Contrave is made up of naltrexone hydrochloride and bupropion hydrochloride. Naltrexone is used to treat dependence on alcohol and opioids. Bupropion treats depression and nicotine addiction.

"Both medications have been used individually by some clinicians for several years as treatment of obesity," said E. Lee Carter, RPh, Clinical Pharmacy Specialist at the Department of Veterans Affairs in Prestonsbrug, Kentucky. "Now the FDA has approved the combination in a single medication for this indication."

According to Carter, "Contrave works differently than other available weight loss medications such as orlistat (Xenical) or phenterimine (Fastin, Adipex, others), and the mechanism of action is still not well understood."

The extended-release tablet has undergone many clinical trials. One such trial found that 42 percent of obese patients without diabetes lost at least 5 percent of their body weight after one year of Contrave use — compared to 17 percent of patients who took an inactive pill. On average, patients who took Contrave lost 4.1 percent more weight than the group who didn't. Both groups began exercise and diet programs during the study.

Another study found similar results but also included patients with type 2 diabetes. Among the patients who took Contrave, 36 percent lost at least 5 percent of their body weight — versus 18 percent of patients treated with an inactive pill.

In a press release, the FDA noted that patients who take Contrave should stop taking it after 12 weeks if they have not yet lost at least 5 percent of their body weight. This is because, at this point, Contrave won't likely cause meaningful weight loss.

Contrave carries a boxed warning that notes the potential for suicidal thoughts and other common side effects of antidepressants.
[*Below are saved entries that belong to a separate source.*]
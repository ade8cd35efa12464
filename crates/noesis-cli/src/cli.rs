//! CLI argument parsing and command definitions.

use clap::{Parser, Subcommand};

/// Top-level arguments for the `noesis` binary.
#[derive(Parser, Debug)]
#[command(name = "noesis", author, about, long_about = None)]
pub struct CliArgs {
    /// Path to configuration file.
    #[arg(short, long, env = "NOESIS_CONFIG")]
    pub config: Option<String>,

    /// Enable verbose output.
    #[arg(short, long)]
    pub verbose: bool,

    /// Suppress non-essential output.
    #[arg(short, long)]
    pub quiet: bool,

    /// Emit results as JSON instead of human-readable text.
    #[arg(long)]
    pub json: bool,

    /// Subcommand to execute.
    #[command(subcommand)]
    pub command: Option<Command>,
}

/// Noesis commands.
#[derive(Subcommand, Debug)]
pub enum Command {
    /// Classify a query into its best-matching domain.
    Route {
        /// The query to classify.
        query: String,
    },

    /// Route a query, then search its winning domain.
    Search {
        /// The query to search.
        query: String,

        /// Results to return.
        #[arg(short = 'k', long, default_value = "5")]
        limit: usize,

        /// Per-domain deadline in milliseconds.
        #[arg(long)]
        timeout_ms: Option<u64>,
    },

    /// Search every domain concurrently and merge the results.
    Multi {
        /// The query to search.
        query: String,

        /// Results to return per domain.
        #[arg(short = 'k', long, default_value = "3")]
        limit: usize,

        /// Truncate the merged list to the limit overall, instead of
        /// keeping the limit per domain.
        #[arg(long)]
        overall: bool,

        /// Per-domain deadline in milliseconds.
        #[arg(long)]
        timeout_ms: Option<u64>,
    },

    /// Find the shortest relationship path between two concepts.
    Connect {
        /// Starting concept (node id or display name).
        from: String,

        /// Ending concept (node id or display name).
        to: String,

        /// Traversal bound in hops.
        #[arg(long)]
        max_hops: Option<usize>,
    },

    /// Print version information.
    Version,
}

#[cfg(test)]
mod tests {
    use super::*;
    use clap::Parser;

    #[test]
    fn test_cli_args_default() {
        let args = CliArgs::parse_from(["noesis"]);
        assert!(args.config.is_none());
        assert!(!args.verbose);
        assert!(!args.quiet);
        assert!(!args.json);
        assert!(args.command.is_none());
    }

    #[test]
    fn test_cli_args_flags() {
        let args = CliArgs::parse_from(["noesis", "--verbose", "--json"]);
        assert!(args.verbose);
        assert!(args.json);
    }

    #[test]
    fn test_route_command() {
        let args = CliArgs::parse_from(["noesis", "route", "how do atoms bond"]);
        match args.command {
            Some(Command::Route { query }) => assert_eq!(query, "how do atoms bond"),
            _ => panic!("Expected Route command"),
        }
    }

    #[test]
    fn test_search_command_defaults() {
        let args = CliArgs::parse_from(["noesis", "search", "quantum mechanics"]);
        match args.command {
            Some(Command::Search {
                query,
                limit,
                timeout_ms,
            }) => {
                assert_eq!(query, "quantum mechanics");
                assert_eq!(limit, 5);
                assert!(timeout_ms.is_none());
            }
            _ => panic!("Expected Search command"),
        }
    }

    #[test]
    fn test_search_command_limit_and_timeout() {
        let args = CliArgs::parse_from([
            "noesis",
            "search",
            "quantum",
            "-k",
            "10",
            "--timeout-ms",
            "250",
        ]);
        match args.command {
            Some(Command::Search {
                limit, timeout_ms, ..
            }) => {
                assert_eq!(limit, 10);
                assert_eq!(timeout_ms, Some(250));
            }
            _ => panic!("Expected Search command"),
        }
    }

    #[test]
    fn test_multi_command() {
        let args = CliArgs::parse_from(["noesis", "multi", "learning", "--overall"]);
        match args.command {
            Some(Command::Multi {
                query,
                limit,
                overall,
                ..
            }) => {
                assert_eq!(query, "learning");
                assert_eq!(limit, 3);
                assert!(overall);
            }
            _ => panic!("Expected Multi command"),
        }
    }

    #[test]
    fn test_connect_command() {
        let args = CliArgs::parse_from(["noesis", "connect", "Einstein", "Quantum Mechanics"]);
        match args.command {
            Some(Command::Connect { from, to, max_hops }) => {
                assert_eq!(from, "Einstein");
                assert_eq!(to, "Quantum Mechanics");
                assert!(max_hops.is_none());
            }
            _ => panic!("Expected Connect command"),
        }
    }

    #[test]
    fn test_connect_command_max_hops() {
        let args = CliArgs::parse_from(["noesis", "connect", "a", "b", "--max-hops", "3"]);
        match args.command {
            Some(Command::Connect { max_hops, .. }) => assert_eq!(max_hops, Some(3)),
            _ => panic!("Expected Connect command"),
        }
    }

    #[test]
    fn test_version_command() {
        let args = CliArgs::parse_from(["noesis", "version"]);
        assert!(matches!(args.command, Some(Command::Version)));
    }
}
Other possible side effects include raised blood pressure, increased heart rate, nausea, headache and dry mouth.

"Patients interested in weight loss should discuss Contrave and other treatment options with their health care provider," Carter said. "Like other weight loss medications, it should be used as part of a comprehensive weight loss program, which can include behavioral modification, exercise, and in some cases, bariatric surgery."

The FDA will require Contrave to undergo more testing to further confirm its safety.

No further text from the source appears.